Task goal: The result should be every line in the data below that carries the string "matches".

Data excerpts:
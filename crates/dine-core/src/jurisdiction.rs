//! # Jurisdiction Module
//!
//! Maps a free-text restaurant location to a sales-tax percentage.
//!
//! ## Lookup Rule
//! ```text
//! ┌─────────────────────────────────────────────────────────────────────────┐
//! │  "Downtown Portland, OR"                                                │
//! │        │                                                                │
//! │        ▼  lowercase                                                     │
//! │  "downtown portland, or"                                                │
//! │        │                                                                │
//! │        ▼  walk the table in declaration order                           │
//! │  seattle?  new york?  ...  portland? ✔ → 0%                             │
//! │                                                                         │
//! │  First key contained in the input wins. No match → 8%.                  │
//! └─────────────────────────────────────────────────────────────────────────┘
//! ```
//!
//! First-match is kept even though a location can contain more than one key
//! (a street named after another city); longest-match would change results
//! for inputs that resolve today.

use serde::{Deserialize, Serialize};
use std::sync::OnceLock;
use ts_rs::TS;

use crate::types::Percentage;

/// Rate applied when no jurisdiction matches, in basis points (8.00%).
pub const DEFAULT_TAX_RATE_BPS: u32 = 800;

/// Built-in jurisdictions as (key, basis points), in lookup order.
const BUILTIN_JURISDICTIONS: &[(&str, u32)] = &[
    ("seattle", 1025),
    ("new york", 825),
    ("san francisco", 875),
    ("los angeles", 950),
    ("chicago", 1025),
    ("miami", 700),
    ("austin", 825),
    ("denver", 831),
    ("portland", 0), // Oregon has no sales tax
    ("boston", 625),
];

// =============================================================================
// Tax Jurisdiction
// =============================================================================

/// One row of the jurisdiction table.
#[derive(Debug, Clone, PartialEq, Eq, Serialize, Deserialize, TS)]
#[ts(export)]
pub struct TaxJurisdiction {
    /// Lowercase substring looked for in the location text.
    pub key: String,

    /// Sales tax percentage for this jurisdiction.
    #[ts(as = "String")]
    pub rate: Percentage,
}

impl TaxJurisdiction {
    /// Creates an entry; the key is trimmed and lowercased.
    pub fn new(key: &str, rate: Percentage) -> Self {
        TaxJurisdiction {
            key: key.trim().to_lowercase(),
            rate,
        }
    }

    /// An empty key never matches, otherwise it would swallow every input.
    fn matches(&self, normalized_location: &str) -> bool {
        !self.key.is_empty() && normalized_location.contains(self.key.as_str())
    }
}

// =============================================================================
// Tax Table
// =============================================================================

/// An ordered jurisdiction table plus its fallback rate.
#[derive(Debug, Clone, PartialEq, Eq, Serialize, Deserialize)]
pub struct TaxTable {
    jurisdictions: Vec<TaxJurisdiction>,
    default_rate: Percentage,
}

impl TaxTable {
    /// Creates a table; `jurisdictions` order is the lookup order.
    pub fn new(jurisdictions: Vec<TaxJurisdiction>, default_rate: Percentage) -> Self {
        TaxTable {
            jurisdictions,
            default_rate,
        }
    }

    /// The process-wide built-in table (ten US cities, 8% default).
    pub fn builtin() -> &'static TaxTable {
        static BUILTIN: OnceLock<TaxTable> = OnceLock::new();
        BUILTIN.get_or_init(|| {
            let jurisdictions = BUILTIN_JURISDICTIONS
                .iter()
                .map(|(key, bps)| TaxJurisdiction::new(key, Percentage::from_bps(*bps)))
                .collect();
            TaxTable::new(jurisdictions, Percentage::from_bps(DEFAULT_TAX_RATE_BPS))
        })
    }

    /// Returns a copy of this table with a different fallback rate.
    pub fn with_default_rate(mut self, default_rate: Percentage) -> Self {
        self.default_rate = default_rate;
        self
    }

    /// The rate used when nothing matches.
    #[inline]
    pub fn default_rate(&self) -> Percentage {
        self.default_rate
    }

    /// The entries in lookup order.
    #[inline]
    pub fn jurisdictions(&self) -> &[TaxJurisdiction] {
        &self.jurisdictions
    }

    /// Finds the first entry whose key occurs in `location` (case-insensitive).
    pub fn lookup(&self, location: &str) -> Option<&TaxJurisdiction> {
        let normalized = location.to_lowercase();
        self.jurisdictions.iter().find(|j| j.matches(&normalized))
    }

    /// Resolves a location to a tax rate; never fails.
    pub fn resolve(&self, location: &str) -> Percentage {
        self.lookup(location)
            .map(|j| j.rate)
            .unwrap_or(self.default_rate)
    }
}

impl Default for TaxTable {
    fn default() -> Self {
        TaxTable::builtin().clone()
    }
}

// =============================================================================
// Free Functions
// =============================================================================

/// Resolves a free-text location against the built-in table.
///
/// ## Example
/// ```rust
/// use dine_core::jurisdiction::resolve_tax_rate;
/// use dine_core::types::Percentage;
///
/// assert_eq!(resolve_tax_rate("Seattle, WA"), Percentage::from_bps(1025));
/// assert_eq!(resolve_tax_rate("Nowhere, XX"), Percentage::from_bps(800));
/// assert_eq!(resolve_tax_rate(""), Percentage::from_bps(800));
/// ```
pub fn resolve_tax_rate(location: &str) -> Percentage {
    TaxTable::builtin().resolve(location)
}

/// Reports which built-in entry a location matched, if any.
pub fn resolve_jurisdiction(location: &str) -> Option<&'static TaxJurisdiction> {
    TaxTable::builtin().lookup(location)
}

// =============================================================================
// Unit Tests
// =============================================================================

Exercise result:
/// Rate applied when no jurisdiction matches, in basis points (8.00%).
    /// An empty key never matches, otherwise it would swallow every input.
    fn matches(&self, normalized_location: &str) -> bool {
    /// The rate used when nothing matches.
        self.jurisdictions.iter().find(|j| j.matches(&normalized))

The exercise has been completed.